+++ Task material +++

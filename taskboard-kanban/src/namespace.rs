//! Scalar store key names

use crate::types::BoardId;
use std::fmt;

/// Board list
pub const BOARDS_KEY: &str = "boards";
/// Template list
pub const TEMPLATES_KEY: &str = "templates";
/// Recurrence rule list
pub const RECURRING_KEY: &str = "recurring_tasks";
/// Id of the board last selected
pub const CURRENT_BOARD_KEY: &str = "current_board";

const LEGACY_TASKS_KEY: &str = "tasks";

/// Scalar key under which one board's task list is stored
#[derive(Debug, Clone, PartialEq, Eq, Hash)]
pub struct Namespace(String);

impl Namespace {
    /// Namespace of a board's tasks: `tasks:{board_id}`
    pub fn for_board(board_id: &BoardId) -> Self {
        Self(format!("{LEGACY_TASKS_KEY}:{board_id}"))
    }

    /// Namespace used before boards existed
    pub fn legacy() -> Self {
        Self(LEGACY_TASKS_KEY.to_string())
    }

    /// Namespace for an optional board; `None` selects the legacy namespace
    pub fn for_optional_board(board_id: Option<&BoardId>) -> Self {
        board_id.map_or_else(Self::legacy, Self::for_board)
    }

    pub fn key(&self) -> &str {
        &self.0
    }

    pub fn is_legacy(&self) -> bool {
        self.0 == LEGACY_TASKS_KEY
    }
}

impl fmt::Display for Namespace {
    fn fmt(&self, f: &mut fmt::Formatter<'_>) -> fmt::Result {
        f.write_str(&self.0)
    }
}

+++

» Exercise goal
Count every line in the data where the string "boards" occurs. Give nothing except the number.

» Reply
2